As I read further in Peter's memoir, I was again disappointed to learn that San Francisco's unions had betrayed Matt at that point seven years earlier, perhaps laying the basis for this change of heart. According to Camejo, "Matt felt terrible that after he had fought for so many of these unions, they closed the door on him. Here he was pressing for the highest minimum wage in the country and found himself opposed by the union leadership."
These events are significant, but are only two of many in the long, tragic history of the American working class movement and its capitulation to the Democratic Party. While not knowing all of the details of the proposed reforms, I have to side with the unions against the Democratic establishment and the corporate backers who Matt has aligned himself with. Yet I must ask myself if the majority of organized labor will once again throw its weight behind these same corporate Democrats when elections roll around in November.
Across the country, Democrats and Republicans at all levels of government are attempting to balance their bloated budgets on the backs of working people. Victories for reform caucuses in SEIU locals in California and the teachers union in Chicago, and the emergence of National Nurses United are hopeful signs for the labor movement.

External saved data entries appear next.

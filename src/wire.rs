//! Wire format strategy for request/response bodies
//!
//! Every service speaks the same envelope convention: a create request for a
//! network is `{"network": {...}}`, a listing response is
//! `{"networks": [...]}`. The XML rendition nests the same structure in
//! elements (`<network><name>n</name></network>`,
//! `<networks><network>...</network></networks>`).
//!
//! Clients hold a `WireFormat` value chosen by the `interface` config option
//! and route every body through it, so each behavioral test runs identically
//! under both formats. Attribute maps are untyped (`serde_json::Map`) because
//! the service owns the schema; the harness only observes it.
//!
//! XML scalars have no type markers, so decoded text is coerced to
//! bool/integer/float when it parses as one. That keeps assertions like
//! `attrs["gigabytes"] == 50` format-independent.

use crate::error::{HarnessError, Result};
use quick_xml::escape::escape;
use quick_xml::events::Event;
use quick_xml::Reader;
use serde::{Deserialize, Serialize};
use serde_json::{Map, Value};

/// Attribute mapping returned by the service for a single resource.
pub type Attributes = Map<String, Value>;

#[derive(Debug, Clone, Copy, PartialEq, Eq, Serialize, Deserialize)]
#[serde(rename_all = "lowercase")]
pub enum WireFormat {
    Json,
    Xml,
}

impl WireFormat {
    pub fn content_type(&self) -> &'static str {
        match self {
            WireFormat::Json => "application/json",
            WireFormat::Xml => "application/xml",
        }
    }

    /// Serialize a single-resource envelope: `{"<root>": {attrs}}`.
    pub fn encode(&self, root: &str, attrs: &Attributes) -> Result<String> {
        match self {
            WireFormat::Json => {
                let mut envelope = Map::new();
                envelope.insert(root.to_string(), Value::Object(attrs.clone()));
                Ok(serde_json::to_string(&Value::Object(envelope))?)
            }
            WireFormat::Xml => Ok(format!(
                "<?xml version=\"1.0\" encoding=\"UTF-8\"?>{}",
                xml_element(root, &Value::Object(attrs.clone()))
            )),
        }
    }

    /// Parse a single-resource envelope back into its attribute map.
    pub fn decode(&self, root: &str, body: &str) -> Result<Attributes> {
        let value = self.parse_envelope(root, body)?;
        match value {
            Value::Object(map) => Ok(map),
            other => Err(HarnessError::BadBody(format!(
                "expected object under '{}', got {}",
                root, other
            ))),
        }
    }

    /// Parse a listing envelope: `{"<root>": [ {...}, ... ]}` in JSON,
    /// repeated `<item>` children of `<root>` in XML.
    ///
    /// Non-item children (e.g. pagination links in XML listings) are
    /// silently skipped; callers that care about result-set size count
    /// entries with an `id` attribute.
    pub fn decode_list(&self, root: &str, item: &str, body: &str) -> Result<Vec<Attributes>> {
        match self {
            WireFormat::Json => {
                let value: Value = serde_json::from_str(body)?;
                let list = value.get(root).cloned().ok_or_else(|| {
                    HarnessError::BadBody(format!("missing '{}' envelope", root))
                })?;
                match list {
                    Value::Array(items) => items
                        .into_iter()
                        .map(|v| match v {
                            Value::Object(map) => Ok(map),
                            other => Err(HarnessError::BadBody(format!(
                                "non-object entry in '{}': {}",
                                root, other
                            ))),
                        })
                        .collect(),
                    other => Err(HarnessError::BadBody(format!(
                        "expected array under '{}', got {}",
                        root, other
                    ))),
                }
            }
            WireFormat::Xml => {
                let doc = parse_xml_document(body)?;
                let inner = doc.get(root).cloned().ok_or_else(|| {
                    HarnessError::BadBody(format!("missing '{}' element", root))
                })?;
                let entries = match inner {
                    Value::Object(map) => match map.get(item).cloned() {
                        Some(Value::Array(items)) => items,
                        Some(single) => vec![single],
                        None => vec![],
                    },
                    // <servers/> with no children decodes as an empty scalar
                    _ => vec![],
                };
                entries
                    .into_iter()
                    .map(|v| match v {
                        Value::Object(map) => Ok(map),
                        other => Err(HarnessError::BadBody(format!(
                            "non-object '{}' entry: {}",
                            item, other
                        ))),
                    })
                    .collect()
            }
        }
    }

    fn parse_envelope(&self, root: &str, body: &str) -> Result<Value> {
        match self {
            WireFormat::Json => {
                let value: Value = serde_json::from_str(body)?;
                value
                    .get(root)
                    .cloned()
                    .ok_or_else(|| HarnessError::BadBody(format!("missing '{}' envelope", root)))
            }
            WireFormat::Xml => {
                let doc = parse_xml_document(body)?;
                doc.get(root)
                    .cloned()
                    .ok_or_else(|| HarnessError::BadBody(format!("missing '{}' element", root)))
            }
        }
    }
}

fn xml_element(name: &str, value: &Value) -> String {
    match value {
        Value::Object(map) => {
            let mut out = format!("<{}>", name);
            for (key, child) in map {
                match child {
                    // arrays render as repeated sibling elements
                    Value::Array(items) => {
                        for item in items {
                            out.push_str(&xml_element(key, item));
                        }
                    }
                    other => out.push_str(&xml_element(key, other)),
                }
            }
            out.push_str(&format!("</{}>", name));
            out
        }
        Value::Null => format!("<{}/>", name),
        Value::String(s) => format!("<{}>{}</{}>", name, escape(s.as_str()), name),
        other => format!("<{}>{}</{}>", name, other, name),
    }
}

/// Parse an XML document into `{root_name: value}`.
///
/// Element attributes and child elements both land in the map (the service's
/// XML dialect uses attributes for scalar fields on list items). Leaf text is
/// coerced to bool/number when it parses as one.
fn parse_xml_document(body: &str) -> Result<Attributes> {
    let mut reader = Reader::from_str(body);
    reader.config_mut().trim_text(true);

    let mut doc = Map::new();
    loop {
        match reader.read_event() {
            Ok(Event::Start(e)) => {
                let name = String::from_utf8_lossy(e.local_name().as_ref()).to_string();
                let mut map = Map::new();
                collect_attributes(&e, &mut map)?;
                let value = parse_element(&mut reader, map)?;
                insert_multi(&mut doc, name, value);
            }
            Ok(Event::Empty(e)) => {
                let name = String::from_utf8_lossy(e.local_name().as_ref()).to_string();
                let mut map = Map::new();
                collect_attributes(&e, &mut map)?;
                insert_multi(&mut doc, name, Value::Object(map));
            }
            Ok(Event::Eof) => break,
            Ok(_) => {}
            Err(e) => return Err(HarnessError::BadBody(format!("XML parse error: {}", e))),
        }
    }
    Ok(doc)
}

fn parse_element(reader: &mut Reader<&[u8]>, mut map: Attributes) -> Result<Value> {
    let mut text = String::new();
    loop {
        match reader.read_event() {
            Ok(Event::Start(e)) => {
                let name = String::from_utf8_lossy(e.local_name().as_ref()).to_string();
                let mut child_map = Map::new();
                collect_attributes(&e, &mut child_map)?;
                let child = parse_element(reader, child_map)?;
                insert_multi(&mut map, name, child);
            }
            Ok(Event::Empty(e)) => {
                let name = String::from_utf8_lossy(e.local_name().as_ref()).to_string();
                let mut child_map = Map::new();
                collect_attributes(&e, &mut child_map)?;
                insert_multi(&mut map, name, Value::Object(child_map));
            }
            Ok(Event::Text(t)) => {
                let unescaped = t
                    .unescape()
                    .map_err(|e| HarnessError::BadBody(format!("XML text error: {}", e)))?;
                text.push_str(&unescaped);
            }
            Ok(Event::End(_)) | Ok(Event::Eof) => break,
            Ok(_) => {}
            Err(e) => return Err(HarnessError::BadBody(format!("XML parse error: {}", e))),
        }
    }

    if map.is_empty() {
        Ok(coerce_scalar(text.trim()))
    } else {
        Ok(Value::Object(map))
    }
}

fn collect_attributes(e: &quick_xml::events::BytesStart<'_>, map: &mut Attributes) -> Result<()> {
    for attr in e.attributes() {
        let attr = attr.map_err(|e| HarnessError::BadBody(format!("XML attribute error: {}", e)))?;
        let key = String::from_utf8_lossy(attr.key.local_name().as_ref()).to_string();
        // namespace declarations are wire noise, not resource attributes
        if key == "xmlns" {
            continue;
        }
        let value = attr
            .unescape_value()
            .map_err(|e| HarnessError::BadBody(format!("XML attribute error: {}", e)))?;
        map.insert(key, coerce_scalar(&value));
    }
    Ok(())
}

/// Repeated sibling elements accumulate into an array under one key.
fn insert_multi(map: &mut Attributes, key: String, value: Value) {
    match map.get_mut(&key) {
        Some(Value::Array(items)) => items.push(value),
        Some(existing) => {
            let prior = existing.take();
            *existing = Value::Array(vec![prior, value]);
        }
        None => {
            map.insert(key, value);
        }
    }
}

fn coerce_scalar(text: &str) -> Value {
    if text.is_empty() {
        return Value::String(String::new());
    }
    if text == "true" {
        return Value::Bool(true);
    }
    if text == "false" {
        return Value::Bool(false);
    }
    if let Ok(n) = text.parse::<i64>() {
        return Value::Number(n.into());
    }
    if let Ok(f) = text.parse::<f64>() {
        if let Some(n) = serde_json::Number::from_f64(f) {
            return Value::Number(n);
        }
    }
    Value::String(text.to_string())
}

#[cfg(test)]
mod tests {
    use super::*;
    use serde_json::json;

    fn attrs(value: Value) -> Attributes {
        value.as_object().unwrap().clone()
    }

    #[test]
    fn json_envelope_encode() {
        let body = WireFormat::Json
            .encode("network", &attrs(json!({"name": "net-1"})))
            .unwrap();
        let parsed: Value = serde_json::from_str(&body).unwrap();
        assert_eq!(parsed["network"]["name"], "net-1");
    }

    #[test]
    fn json_list_decode() {
        let body = r#"{"servers": [{"id": "a"}, {"id": "b"}]}"#;
        let servers = WireFormat::Json.decode_list("servers", "server", body).unwrap();
        assert_eq!(servers.len(), 2);
        assert_eq!(servers[1]["id"], "b");
    }

    #[test]
    fn xml_envelope_roundtrip() {
        let format = WireFormat::Xml;
        let body = format
            .encode("subnet", &attrs(json!({"cidr": "10.0.0.0/24", "ip_version": 4})))
            .unwrap();
        let decoded = format.decode("subnet", &body).unwrap();
        assert_eq!(decoded["cidr"], "10.0.0.0/24");
        // numeric text coerces back to a number
        assert_eq!(decoded["ip_version"], json!(4));
    }

    #[test]
    fn xml_list_skips_non_item_elements() {
        // listings can carry link elements alongside the items
        let body = r#"<servers>
            <server id="s1" name="one"/>
            <server id="s2" name="two"/>
            <servers_links href="next"/>
        </servers>"#;
        let servers = WireFormat::Xml.decode_list("servers", "server", body).unwrap();
        assert_eq!(servers.len(), 2);
        assert_eq!(servers[0]["id"], "s1");
        assert_eq!(servers[1]["name"], "two");
    }

    #[test]
    fn xml_single_item_list() {
        let body = r#"<networks><network><id>n1</id></network></networks>"#;
        let networks = WireFormat::Xml
            .decode_list("networks", "network", body)
            .unwrap();
        assert_eq!(networks.len(), 1);
        assert_eq!(networks[0]["id"], "n1");
    }

    #[test]
    fn xml_empty_list() {
        let body = r#"<volumes></volumes>"#;
        let volumes = WireFormat::Xml.decode_list("volumes", "volume", body).unwrap();
        assert!(volumes.is_empty());
    }

    #[test]
    fn missing_envelope_is_bad_body() {
        let err = WireFormat::Json
            .decode("volume", r#"{"snapshot": {}}"#)
            .unwrap_err();
        assert!(matches!(err, HarnessError::BadBody(_)));
    }

    #[test]
    fn xml_escapes_text() {
        let body = WireFormat::Xml
            .encode("network", &attrs(json!({"name": "a<b&c"})))
            .unwrap();
        assert!(body.contains("a&lt;b&amp;c"));
        let decoded = WireFormat::Xml.decode("network", &body).unwrap();
        assert_eq!(decoded["name"], "a<b&c");
    }
}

Elections are no substitute for rank-and-file organization and workplace militancy. However, when they roll around and independent candidates like Matt Gonzalez in 2003 or the Illinois Green Party's Rich Whitney this year, it is vital that labor sides with those who are taking a stand against the bosses and corporations--who struggle alongside them, not those who have proven again and again that they will stab unions in the back as soon as they take office.